Нападение слева оказалось несравненно ядовитее и злее. Добролюбовский преемник Антонович щедро сыпал в «Современнике» обвинениями: Тургенев, дескать, написал ужасную, отвратительную карикатуру на молодежь[334], выставил Базарова циническим двуногим скотом, жаждущим вина и женщин, безразличным к народной участи; а создатель этого чудовища, какими бы ни были прошлые авторские взгляды, явно переметнулся в лагерь махровых реакционеров и угнетателей. И впрямь: находились консерваторы, которые поздравляли писателя, обличившего новый, разрушительный нигилизм и тем сослужившего русскому обществу добрую службу, за что любой порядочный человек должен поблагодарить автора. Нападки слева язвили Тургенева всего больнее.
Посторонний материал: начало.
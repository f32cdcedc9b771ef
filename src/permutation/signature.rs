//! Permutation signatures and the distances between them.

use std::fmt;

use crate::params::ParamValue;

/// Turn pivot distances into ranks: `out[i]` is the position of pivot `i`
/// when pivots are ordered by distance. Equal distances rank by pivot index.
pub fn ranks_from_distances(dists: &[f32], out: &mut [u32]) {
    debug_assert_eq!(dists.len(), out.len());
    let mut order: Vec<u32> = (0..dists.len() as u32).collect();
    order.sort_by(|&a, &b| {
        dists[a as usize]
            .total_cmp(&dists[b as usize])
            .then_with(|| a.cmp(&b))
    });
    for (rank, &pivot) in order.iter().enumerate() {
        out[pivot as usize] = rank as u32;
    }
}

/// Distance between two permutation signatures.
#[derive(Debug, Clone, Copy, PartialEq, Eq, Default)]
pub enum PermFunc {
    /// Sum of squared rank differences.
    #[default]
    SpearmanRho,
    /// Sum of absolute rank differences.
    Footrule,
}

impl PermFunc {
    pub fn name(&self) -> &'static str {
        match self {
            PermFunc::SpearmanRho => "spearman_rho",
            PermFunc::Footrule => "footrule",
        }
    }

    pub fn eval(&self, a: &[u32], b: &[u32]) -> u64 {
        let diffs = a.iter().zip(b).map(|(&x, &y)| (x as i64 - y as i64).unsigned_abs());
        match self {
            PermFunc::SpearmanRho => diffs.map(|d| d * d).sum(),
            PermFunc::Footrule => diffs.sum(),
        }
    }
}

impl fmt::Display for PermFunc {
    fn fmt(&self, f: &mut fmt::Formatter<'_>) -> fmt::Result {
        f.write_str(self.name())
    }
}

impl ParamValue for PermFunc {
    const EXPECTED: &'static str = "one of: spearman_rho, footrule";

    fn parse_value(raw: &str) -> Option<Self> {
        match raw {
            "spearman_rho" => Some(PermFunc::SpearmanRho),
            "footrule" => Some(PermFunc::Footrule),
            _ => None,
        }
    }
}
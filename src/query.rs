//! k-NN and range queries.
//!
//! A query binds a space, a query object and its ranking state. Indexes feed
//! candidate objects into the query; the query owns the result bookkeeping
//! so every index shares the same ranking rules. Queries are reusable:
//! [`Query::reset`] clears results and counters so the same query can be
//! run again, on the same or a different index.

use std::fmt;

use crate::object::Object;
use crate::ranking::{KnnQueue, Neighbor, RangeResults};
use crate::space::Space;

/// The two query flavors.
#[derive(Debug, Clone, Copy, PartialEq, Eq, Hash)]
pub enum QueryKind {
    Knn,
    Range,
}

impl fmt::Display for QueryKind {
    fn fmt(&self, f: &mut fmt::Formatter<'_>) -> fmt::Result {
        match self {
            QueryKind::Knn => write!(f, "k-NN"),
            QueryKind::Range => write!(f, "range"),
        }
    }
}

/// A mutable view of a query's concrete kind, used by indexes to dispatch.
pub enum SearchTarget<'q, 'a> {
    Knn(&'q mut KnnQuery<'a>),
    Range(&'q mut RangeQuery<'a>),
}

/// Behavior shared by both query kinds.
pub trait Query<'a> {
    fn kind(&self) -> QueryKind;

    /// Borrow the concrete query so an index can run the matching search.
    fn target(&mut self) -> SearchTarget<'_, 'a>;

    /// Number of results currently held.
    fn result_size(&self) -> usize;

    /// Results sorted by ascending distance.
    fn sorted_results(&self) -> Vec<Neighbor>;

    /// Distances computed against the query object since the last reset.
    fn distance_computations(&self) -> u64;

    /// Clear results and counters.
    fn reset(&mut self);
}

/// The side of a query an index talks to while searching.
///
/// Lets an index write one search routine for both query kinds: the
/// `radius` is the k-th best distance for k-NN and the fixed radius for
/// range queries.
pub trait ResultCollector {
    fn distance_to(&mut self, obj: &Object) -> f32;

    fn check_and_add(&mut self, obj: &Object, distance: f32) -> bool;

    fn radius(&self) -> f32;

    /// Compute the distance to `obj`, offer it, and return the distance.
    fn add_object(&mut self, obj: &Object) -> f32 {
        let distance = self.distance_to(obj);
        self.check_and_add(obj, distance);
        distance
    }
}

/// Find the `k` objects closest to a query object.
#[derive(Debug)]
pub struct KnnQuery<'a> {
    space: &'a dyn Space,
    object: &'a Object,
    eps: f32,
    result: KnnQueue,
    distance_computations: u64,
}

impl<'a> KnnQuery<'a> {
    pub fn new(space: &'a dyn Space, object: &'a Object, k: usize) -> Self {
        Self {
            space,
            object,
            eps: 0.0,
            result: KnnQueue::new(k),
            distance_computations: 0,
        }
    }

    /// Allow approximate pruning: a full queue prunes at `worst / (1 + eps)`.
    pub fn with_eps(mut self, eps: f32) -> Self {
        self.eps = eps.max(0.0);
        self
    }

    pub fn k(&self) -> usize {
        self.result.k()
    }

    pub fn eps(&self) -> f32 {
        self.eps
    }

    pub fn space(&self) -> &'a dyn Space {
        self.space
    }

    pub fn query_object(&self) -> &'a Object {
        self.object
    }

    /// Distance from `obj` to the query object; counted.
    pub fn distance_to(&mut self, obj: &Object) -> f32 {
        self.distance_computations += 1;
        self.space.distance(obj, self.object)
    }

    /// Current search radius: infinite until `k` results are held.
    pub fn radius(&self) -> f32 {
        match self.result.top_distance() {
            Some(worst) if self.result.is_full() => worst / (1.0 + self.eps),
            _ => f32::INFINITY,
        }
    }

    /// Offer `obj` at a precomputed `distance`. Returns `true` if it was kept.
    pub fn check_and_add(&mut self, obj: &Object, distance: f32) -> bool {
        self.result.push(obj.id(), distance)
    }

    pub fn result(&self) -> &KnnQueue {
        &self.result
    }

    /// Results in ascending distance order, leaving them in place.
    pub fn results(&self) -> Vec<Neighbor> {
        self.result.results()
    }

    /// Take the results out in ascending distance order.
    pub fn drain_results(&mut self) -> Vec<Neighbor> {
        self.result.drain()
    }

    pub fn result_size(&self) -> usize {
        self.result.len()
    }

    pub fn distance_computations(&self) -> u64 {
        self.distance_computations
    }

    pub fn reset(&mut self) {
        self.result.clear();
        self.distance_computations = 0;
    }
}

impl<'a> Query<'a> for KnnQuery<'a> {
    fn kind(&self) -> QueryKind {
        QueryKind::Knn
    }

    fn target(&mut self) -> SearchTarget<'_, 'a> {
        SearchTarget::Knn(self)
    }

    fn result_size(&self) -> usize {
        KnnQuery::result_size(self)
    }

    fn sorted_results(&self) -> Vec<Neighbor> {
        self.results()
    }

    fn distance_computations(&self) -> u64 {
        KnnQuery::distance_computations(self)
    }

    fn reset(&mut self) {
        KnnQuery::reset(self)
    }
}

/// Find every object within `radius` of a query object.
#[derive(Debug)]
pub struct RangeQuery<'a> {
    space: &'a dyn Space,
    object: &'a Object,
    result: RangeResults,
    distance_computations: u64,
}

impl<'a> RangeQuery<'a> {
    pub fn new(space: &'a dyn Space, object: &'a Object, radius: f32) -> Self {
        Self {
            space,
            object,
            result: RangeResults::new(radius),
            distance_computations: 0,
        }
    }

    pub fn radius(&self) -> f32 {
        self.result.radius()
    }

    pub fn space(&self) -> &'a dyn Space {
        self.space
    }

    pub fn query_object(&self) -> &'a Object {
        self.object
    }

    /// Distance from `obj` to the query object; counted.
    pub fn distance_to(&mut self, obj: &Object) -> f32 {
        self.distance_computations += 1;
        self.space.distance(obj, self.object)
    }

    /// Record `obj` if `distance` is within the radius.
    pub fn check_and_add(&mut self, obj: &Object, distance: f32) -> bool {
        self.result.push(obj.id(), distance)
    }

    /// Results in insertion order.
    pub fn results(&self) -> &[Neighbor] {
        self.result.results()
    }

    pub fn sorted_results(&self) -> Vec<Neighbor> {
        self.result.sorted_results()
    }

    pub fn drain_results(&mut self) -> Vec<Neighbor> {
        self.result.drain()
    }

    pub fn result_size(&self) -> usize {
        self.result.len()
    }

    pub fn distance_computations(&self) -> u64 {
        self.distance_computations
    }

    pub fn reset(&mut self) {
        self.result.clear();
        self.distance_computations = 0;
    }
}

impl ResultCollector for KnnQuery<'_> {
    fn distance_to(&mut self, obj: &Object) -> f32 {
        KnnQuery::distance_to(self, obj)
    }

    fn check_and_add(&mut self, obj: &Object, distance: f32) -> bool {
        KnnQuery::check_and_add(self, obj, distance)
    }

    fn radius(&self) -> f32 {
        KnnQuery::radius(self)
    }
}

impl ResultCollector for RangeQuery<'_> {
    fn distance_to(&mut self, obj: &Object) -> f32 {
        RangeQuery::distance_to(self, obj)
    }

    fn check_and_add(&mut self, obj: &Object, distance: f32) -> bool {
        RangeQuery::check_and_add(self, obj, distance)
    }

    fn radius(&self) -> f32 {
        RangeQuery::radius(self)
    }
}

impl<'a> Query<'a> for RangeQuery<'a> {
    fn kind(&self) -> QueryKind {
        QueryKind::Range
    }

    fn target(&mut self) -> SearchTarget<'_, 'a> {
        SearchTarget::Range(self)
    }

    fn result_size(&self) -> usize {
        RangeQuery::result_size(self)
    }

    fn sorted_results(&self) -> Vec<Neighbor> {
        RangeQuery::sorted_results(self)
    }

    fn distance_computations(&self) -> u64 {
        RangeQuery::distance_computations(self)
    }

    fn reset(&mut self) {
        RangeQuery::reset(self)
    }
}
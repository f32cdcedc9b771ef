//! Result ranking: a bounded best-of-k queue and a range accumulator.

use std::cmp::Ordering;
use std::collections::BinaryHeap;

use serde::Serialize;

use crate::object::ObjectId;

/// A ranked search result.
#[derive(Debug, Clone, Copy, PartialEq, Serialize)]
pub struct Neighbor {
    pub id: ObjectId,
    pub distance: f32,
}

impl Neighbor {
    pub fn new(id: ObjectId, distance: f32) -> Self {
        Self { id, distance }
    }
}

/// Heap entry. `seq` is the insertion order and breaks distance ties.
#[derive(Debug, Clone, Copy)]
struct Ranked {
    distance: f32,
    seq: u64,
    id: ObjectId,
}

impl PartialEq for Ranked {
    fn eq(&self, other: &Self) -> bool {
        self.cmp(other) == Ordering::Equal
    }
}

impl Eq for Ranked {}

impl PartialOrd for Ranked {
    fn partial_cmp(&self, other: &Self) -> Option<Ordering> {
        Some(self.cmp(other))
    }
}

// Largest distance on top; among equal distances the latest insertion is on
// top, so it is the first to be evicted.
impl Ord for Ranked {
    fn cmp(&self, other: &Self) -> Ordering {
        self.distance
            .total_cmp(&other.distance)
            .then_with(|| self.seq.cmp(&other.seq))
    }
}

fn into_sorted_neighbors(mut entries: Vec<Ranked>) -> Vec<Neighbor> {
    entries.sort();
    entries
        .into_iter()
        .map(|r| Neighbor::new(r.id, r.distance))
        .collect()
}

/// Keeps the `k` closest entries seen so far.
///
/// Ties on distance are resolved in favor of the entry inserted first.
#[derive(Debug, Clone)]
pub struct KnnQueue {
    k: usize,
    heap: BinaryHeap<Ranked>,
    next_seq: u64,
}

impl KnnQueue {
    pub fn new(k: usize) -> Self {
        Self {
            k,
            heap: BinaryHeap::with_capacity(k.min(1024) + 1),
            next_seq: 0,
        }
    }

    pub fn k(&self) -> usize {
        self.k
    }

    /// Offer an entry. Returns `true` if it was kept.
    pub fn push(&mut self, id: ObjectId, distance: f32) -> bool {
        if self.k == 0 {
            return false;
        }
        let entry = Ranked {
            distance,
            seq: self.next_seq,
            id,
        };
        self.next_seq += 1;

        if self.heap.len() < self.k {
            self.heap.push(entry);
            return true;
        }
        match self.heap.peek() {
            Some(top) if entry < *top => {
                self.heap.pop();
                self.heap.push(entry);
                true
            }
            _ => false,
        }
    }

    /// Distance of the worst kept entry.
    pub fn top_distance(&self) -> Option<f32> {
        self.heap.peek().map(|r| r.distance)
    }

    pub fn is_full(&self) -> bool {
        self.heap.len() >= self.k
    }

    pub fn len(&self) -> usize {
        self.heap.len()
    }

    pub fn is_empty(&self) -> bool {
        self.heap.is_empty()
    }

    /// Kept entries in ascending distance order, leaving the queue intact.
    pub fn results(&self) -> Vec<Neighbor> {
        into_sorted_neighbors(self.heap.clone().into_vec())
    }

    /// Remove and return every entry in ascending distance order.
    pub fn drain(&mut self) -> Vec<Neighbor> {
        let heap = std::mem::take(&mut self.heap);
        into_sorted_neighbors(heap.into_vec())
    }

    pub fn clear(&mut self) {
        self.heap.clear();
        self.next_seq = 0;
    }
}

/// Collects every entry within a fixed radius, in insertion order.
#[derive(Debug, Clone)]
pub struct RangeResults {
    radius: f32,
    entries: Vec<Neighbor>,
}

impl RangeResults {
    pub fn new(radius: f32) -> Self {
        Self {
            radius,
            entries: Vec::new(),
        }
    }

    pub fn radius(&self) -> f32 {
        self.radius
    }

    /// Record an entry if it lies within the radius.
    pub fn push(&mut self, id: ObjectId, distance: f32) -> bool {
        if distance <= self.radius {
            self.entries.push(Neighbor::new(id, distance));
            true
        } else {
            false
        }
    }

    /// Entries in insertion order.
    pub fn results(&self) -> &[Neighbor] {
        &self.entries
    }

    /// Entries sorted by distance; equal distances keep insertion order.
    pub fn sorted_results(&self) -> Vec<Neighbor> {
        let mut sorted = self.entries.clone();
        sorted.sort_by(|a, b| a.distance.total_cmp(&b.distance));
        sorted
    }

    pub fn drain(&mut self) -> Vec<Neighbor> {
        std::mem::take(&mut self.entries)
    }

    pub fn len(&self) -> usize {
        self.entries.len()
    }

    pub fn is_empty(&self) -> bool {
        self.entries.is_empty()
    }

    pub fn clear(&mut self) {
        self.entries.clear();
    }
}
Семью годами позже Иван Сергеевич писал одному из друзей: молодежь забрасывала меня «грязью и гадостями». Писателя честили дураком, ослом, гадиной, Иудой и Видоком[335]. Тургенев говорит:
«В то время, как одни обвиняют меня в оскорблении молодого поколения, в отсталости, в мракобесии, извещают меня, что с "хохотом презрения сжигают мои фотографические карточки", — другие, напротив, с негодованием упрекают меня в низкопоклонстве перед самым этим молодым поколением. *Вы ползаете у ног Базарова! — восклицает один корреспондент, — вы только притворяетесь, что осуждаете его; в сущности вы заискиваете перед ним и ждете, как милости, одной его небрежной улыбки!"»[336].
По меньшей мере один из друзей-либералов, прочитавших «Отцов и детей» в рукописи, посоветовал Тургеневу бросить книгу в огонь, поскольку она опорочит автора на веки вечные в глазах «передовых людей». Левая печать, как из рога изобилия, сыпала площадными карикатурами, где Тургенев изображался прислужником «отцов», а Базаров — осклабившимся Мефистофелем, высмеивавшим своего ученика и последователя Аркадия за любовь к отцу[337]. Наименее гнусные рисунки представляли Тургенева застывшим, растерянным и беспомощным, дружно атакуемым разъяренными демократами слева и вооруженными отцами справа[338]. Впрочем, левые не были единодушны. На выручку Тургеневу пришел радикальный критик Писарев. Он дерзко уподобил себя самого Базарову и заявил, что всецело разделяет его воззрения. Тургенев, по словам Писарева, может быть слишком уж мягкосердечен или утомлен, чтобы следовать за нами, людьми будущего, но все же понимает: истинный прогресс ищите не среди людей, привязанных к устоявшимся обычаям, но среди эмансипированных, деятельных, независимых личностей, подобных Базарову — свободных от фантазий, от романтической и религиозной чепухи.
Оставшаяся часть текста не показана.